Em que consiste a especificidade da luta fálica entre o homem, o médico, a ama e a histérica, senão em uma luta de poder, objetivando sempre um maior reconhecimento?

Ainda no que concerne ao seu relacionamento com a mãe, penso que podemos dizer que Dora não aceitava o menosprezo ao gênero, e que fugia da mãe por horror à inferioridade e não por falta de sentimentos filiais. Em verdade, Dora teria sentido na Sra. K., sua introdutora no mundo dos adultos. Assim, a Sra. K. parecia saber as respostas para as perguntas, como por exemplo: "Que sentem as mulheres? Que vivem as mulheres em relação aos homens?"

Para a autora citada por nós, Emilce, se existe algo de "homossexual" na histérica é o seu desejo de homologação e de conhecimento sobre o seu gênero. Assim, se para "saber sobre a mulher", a mulher se dirige ao homem, não é por uma homossexualidade latente, buscando que o homem lhe fale das mulheres, nem por uma sofisticada relação com o "saber sobre o objeto da tendência", mas sim porque a intimidade sexual é o único âmbito de discurso sexual permitido e existente para uma adolescente.

"O que Dora chamou de 'a traição da Sra. K.', consiste na própria traição que a mulher se faz a si mesma, ao não reconhecer a si o direito à atividade sexual, identificada com os paradigmas e sistemas de representações do homem em nossa cultura".

Agora, de forma geral, não será esse o conflito da histérica: como gozar sexualmente em um mundo em que tanto as mulheres quanto os homens não consideram esse gozo como sendo algo legítimo e, menos ainda, engrandecedor da mulher? Em Dora, pensamos que a ferida imposta era muito mais com relação ao narcisismo do que em relação à libido. Se a única mulher (a Sra. K.) do universo simbólico de Dora se desmoronava, quem poderia então sustentar a feminilidade?
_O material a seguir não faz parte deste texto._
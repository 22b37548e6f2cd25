use super::{DB_FILE, QUILL_DIR};
use crate::output::{OutputMode, pretty_kv, render_mode};
use anyhow::{Context as _, Result};
use clap::Args;
use quill_core::db;
use quill_core::db::migrations::current_schema_version;
use serde::Serialize;
use std::path::Path;

#[derive(Args, Debug)]
pub struct InitArgs {
    /// Force re-initialization even if `.quill/` already exists.
    #[arg(long)]
    pub force: bool,
}

const CONFIG_TOML: &str = "[pagination]\n\
    default_page_size = 20\n\
    max_page_size = 100\n\
    query_timeout_ms = 5000\n\
    parallel_window = true\n\
    window_probe = \"lookahead\"\n";

const GITIGNORE: &str = "quill.db\nquill.db-wal\nquill.db-shm\n";

#[derive(Debug, Serialize)]
struct InitOutput {
    ok: bool,
    path: String,
    schema_version: u32,
}

/// Execute `ql init`. Creates the project skeleton:
///
/// ```text
/// .quill/
///   config.toml   (default pagination settings)
///   .gitignore    (quill.db and its WAL files)
///   quill.db      (migrated SQLite store)
/// ```
///
/// An existing database is kept and migrated in place on `--force`.
///
/// # Errors
///
/// Returns an error if `.quill/` already exists and `--force` is not set,
/// or if any filesystem or database operation fails.
pub fn run_init(args: &InitArgs, project_root: &Path, output: OutputMode) -> Result<()> {
    let quill_dir = project_root.join(QUILL_DIR);

    if quill_dir.exists() && !args.force {
        anyhow::bail!(".quill/ already exists. Use `ql init --force` to reinitialize.");
    }

    std::fs::create_dir_all(&quill_dir)
        .with_context(|| format!("Failed to create {}", quill_dir.display()))?;

    let config_path = quill_dir.join("config.toml");
    std::fs::write(&config_path, CONFIG_TOML)
        .with_context(|| format!("Failed to write config: {}", config_path.display()))?;

    let gitignore_path = quill_dir.join(".gitignore");
    std::fs::write(&gitignore_path, GITIGNORE)
        .with_context(|| format!("Failed to write .gitignore: {}", gitignore_path.display()))?;

    let db_path = quill_dir.join(DB_FILE);
    let conn = db::open_store(&db_path)?;
    let schema_version = current_schema_version(&conn).context("read schema version")?;
    tracing::info!(path = %db_path.display(), schema_version, "initialized quill project");

    let result = InitOutput {
        ok: true,
        path: quill_dir.display().to_string(),
        schema_version,
    };

    render_mode(
        output,
        &result,
        |r, w| writeln!(w, "initialized\t{}\tschema v{}", r.path, r.schema_version),
        |r, w| {
            writeln!(w, "✓ Initialized .quill/ project structure.")?;
            writeln!(w)?;
            pretty_kv(w, "Config", ".quill/config.toml")?;
            pretty_kv(w, "Database", format!(".quill/{DB_FILE}"))?;
            pretty_kv(w, "Schema", format!("v{}", r.schema_version))?;
            writeln!(w)?;
            writeln!(w, "Next steps:")?;
            writeln!(w, "  ql post add \"My first post\" --publish")
        },
    )
}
Através de todas essas considerações surge a tese: "não é que a mulher histérica rechace o homem por causa de sua corrente homossexual ou por um acentuado narcisismo – produto de alguma fixação a uma etapa fálico-uretral de seu desejo – senão que a mulher histérica rechaça o homem porque não encontra uma outra forma de valorizar a mulher que há nela, sendo esse o preço que tem que pagar, o de uma luta sexista entre ela e o homem a quem ama."

Numa tentativa de conclusão, pelo menos parcial, a estas considerações, diríamos que o que é objetivado não é a obtenção do falo, não se tratando do surgimento de uma "outra mulher" que se deseja sexualmente, mas sim de uma mulher que represente uma "imagem valorizada da feminilidade". Tratar-se-ia de uma busca desesperada pela reivindicação narcisista de um gênero pouco narcisizado na história da cultura.

Bibliografia sugerida:

Bleichmar, ED O feminismo espontâneo da histeria. Porto Alegre: Artes Médicas.

Langer, M Maternidade e sexo.

Sauri, J (org.) Las histerias.

Existem também Las fobias e Las Obsessiones.